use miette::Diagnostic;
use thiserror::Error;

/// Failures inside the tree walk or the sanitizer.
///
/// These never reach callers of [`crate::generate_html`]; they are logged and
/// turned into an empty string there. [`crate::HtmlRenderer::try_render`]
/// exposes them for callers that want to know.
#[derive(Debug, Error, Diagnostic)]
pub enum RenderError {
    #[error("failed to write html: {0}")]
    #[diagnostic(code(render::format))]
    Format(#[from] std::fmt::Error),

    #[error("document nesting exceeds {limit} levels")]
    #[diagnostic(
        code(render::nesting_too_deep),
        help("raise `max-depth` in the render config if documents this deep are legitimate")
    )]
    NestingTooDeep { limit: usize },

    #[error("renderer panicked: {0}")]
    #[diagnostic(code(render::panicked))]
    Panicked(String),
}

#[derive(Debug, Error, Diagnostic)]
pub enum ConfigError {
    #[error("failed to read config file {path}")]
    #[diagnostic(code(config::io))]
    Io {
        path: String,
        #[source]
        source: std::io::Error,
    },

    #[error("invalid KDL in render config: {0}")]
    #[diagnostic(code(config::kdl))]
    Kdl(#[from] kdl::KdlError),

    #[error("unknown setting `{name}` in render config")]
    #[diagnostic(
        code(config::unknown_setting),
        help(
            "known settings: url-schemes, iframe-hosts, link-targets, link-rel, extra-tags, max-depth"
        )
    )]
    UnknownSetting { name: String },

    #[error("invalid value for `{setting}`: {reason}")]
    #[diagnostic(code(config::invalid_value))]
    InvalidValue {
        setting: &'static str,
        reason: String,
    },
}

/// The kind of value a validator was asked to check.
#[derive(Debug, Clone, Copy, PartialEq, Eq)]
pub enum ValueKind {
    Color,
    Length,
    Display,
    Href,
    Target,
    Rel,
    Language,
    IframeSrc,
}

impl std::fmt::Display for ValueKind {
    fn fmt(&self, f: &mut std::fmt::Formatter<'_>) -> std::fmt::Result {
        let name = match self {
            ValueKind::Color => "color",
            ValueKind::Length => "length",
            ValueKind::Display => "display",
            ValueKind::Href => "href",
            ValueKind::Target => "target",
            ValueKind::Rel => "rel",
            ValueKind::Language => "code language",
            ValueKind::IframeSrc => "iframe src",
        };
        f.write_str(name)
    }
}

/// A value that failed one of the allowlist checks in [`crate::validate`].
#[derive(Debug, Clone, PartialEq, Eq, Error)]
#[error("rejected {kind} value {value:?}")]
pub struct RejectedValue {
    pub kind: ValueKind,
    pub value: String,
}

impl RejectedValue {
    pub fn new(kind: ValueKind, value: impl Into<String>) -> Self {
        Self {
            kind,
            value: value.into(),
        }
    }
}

--

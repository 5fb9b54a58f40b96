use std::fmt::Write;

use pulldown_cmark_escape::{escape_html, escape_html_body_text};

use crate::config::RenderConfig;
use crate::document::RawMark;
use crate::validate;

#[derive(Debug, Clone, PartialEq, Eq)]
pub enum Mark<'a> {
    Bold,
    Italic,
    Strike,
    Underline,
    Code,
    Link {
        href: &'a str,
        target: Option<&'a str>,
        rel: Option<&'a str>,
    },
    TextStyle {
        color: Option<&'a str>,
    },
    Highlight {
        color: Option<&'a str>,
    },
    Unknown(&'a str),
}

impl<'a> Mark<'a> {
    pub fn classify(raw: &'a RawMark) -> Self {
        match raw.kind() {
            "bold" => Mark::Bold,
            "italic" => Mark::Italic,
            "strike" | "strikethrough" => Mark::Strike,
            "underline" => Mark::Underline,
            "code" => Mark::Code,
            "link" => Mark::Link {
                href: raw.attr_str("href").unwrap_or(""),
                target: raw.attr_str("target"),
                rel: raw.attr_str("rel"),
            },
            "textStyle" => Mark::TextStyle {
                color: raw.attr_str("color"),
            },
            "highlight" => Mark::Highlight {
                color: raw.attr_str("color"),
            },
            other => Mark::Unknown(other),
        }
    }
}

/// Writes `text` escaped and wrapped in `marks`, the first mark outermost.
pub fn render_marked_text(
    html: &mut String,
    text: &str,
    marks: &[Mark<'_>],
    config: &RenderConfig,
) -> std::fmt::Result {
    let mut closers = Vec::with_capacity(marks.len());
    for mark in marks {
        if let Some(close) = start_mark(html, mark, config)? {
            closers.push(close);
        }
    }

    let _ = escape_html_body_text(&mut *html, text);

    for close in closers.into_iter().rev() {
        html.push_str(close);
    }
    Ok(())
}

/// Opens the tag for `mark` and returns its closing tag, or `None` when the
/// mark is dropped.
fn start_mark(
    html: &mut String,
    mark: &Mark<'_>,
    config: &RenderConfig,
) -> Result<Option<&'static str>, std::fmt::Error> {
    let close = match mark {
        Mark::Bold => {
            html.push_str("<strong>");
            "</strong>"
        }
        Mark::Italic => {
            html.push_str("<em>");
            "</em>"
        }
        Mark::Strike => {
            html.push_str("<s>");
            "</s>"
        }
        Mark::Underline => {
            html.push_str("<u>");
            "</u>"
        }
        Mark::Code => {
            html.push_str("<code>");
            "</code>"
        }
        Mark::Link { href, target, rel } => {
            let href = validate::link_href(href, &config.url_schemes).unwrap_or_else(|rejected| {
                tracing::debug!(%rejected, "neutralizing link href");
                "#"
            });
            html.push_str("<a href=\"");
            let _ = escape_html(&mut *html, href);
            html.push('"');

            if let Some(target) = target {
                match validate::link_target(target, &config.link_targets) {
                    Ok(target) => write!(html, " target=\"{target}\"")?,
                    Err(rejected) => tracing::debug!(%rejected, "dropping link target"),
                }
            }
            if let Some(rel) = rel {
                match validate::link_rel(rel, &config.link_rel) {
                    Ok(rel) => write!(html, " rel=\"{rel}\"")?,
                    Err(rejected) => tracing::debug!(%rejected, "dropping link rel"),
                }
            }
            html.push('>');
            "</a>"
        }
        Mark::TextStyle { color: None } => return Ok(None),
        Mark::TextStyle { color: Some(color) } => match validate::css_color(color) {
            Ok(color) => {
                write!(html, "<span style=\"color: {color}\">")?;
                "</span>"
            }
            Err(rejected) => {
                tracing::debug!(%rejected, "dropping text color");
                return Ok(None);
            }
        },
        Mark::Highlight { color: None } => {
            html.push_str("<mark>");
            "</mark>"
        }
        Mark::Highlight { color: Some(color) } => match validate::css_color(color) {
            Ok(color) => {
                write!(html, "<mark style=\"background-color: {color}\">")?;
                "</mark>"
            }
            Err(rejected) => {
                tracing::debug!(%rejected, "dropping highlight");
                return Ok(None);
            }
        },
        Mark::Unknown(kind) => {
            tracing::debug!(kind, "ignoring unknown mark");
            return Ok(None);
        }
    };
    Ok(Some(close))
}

### Your instructions
Lines holding "None" in the material above are to be reported.

### Result for this exercise
/// Opens the tag for `mark` and returns its closing tag, or `None` when the
        Mark::TextStyle { color: None } => return Ok(None),
                return Ok(None);
        Mark::Highlight { color: None } => {
                return Ok(None);
            return Ok(None);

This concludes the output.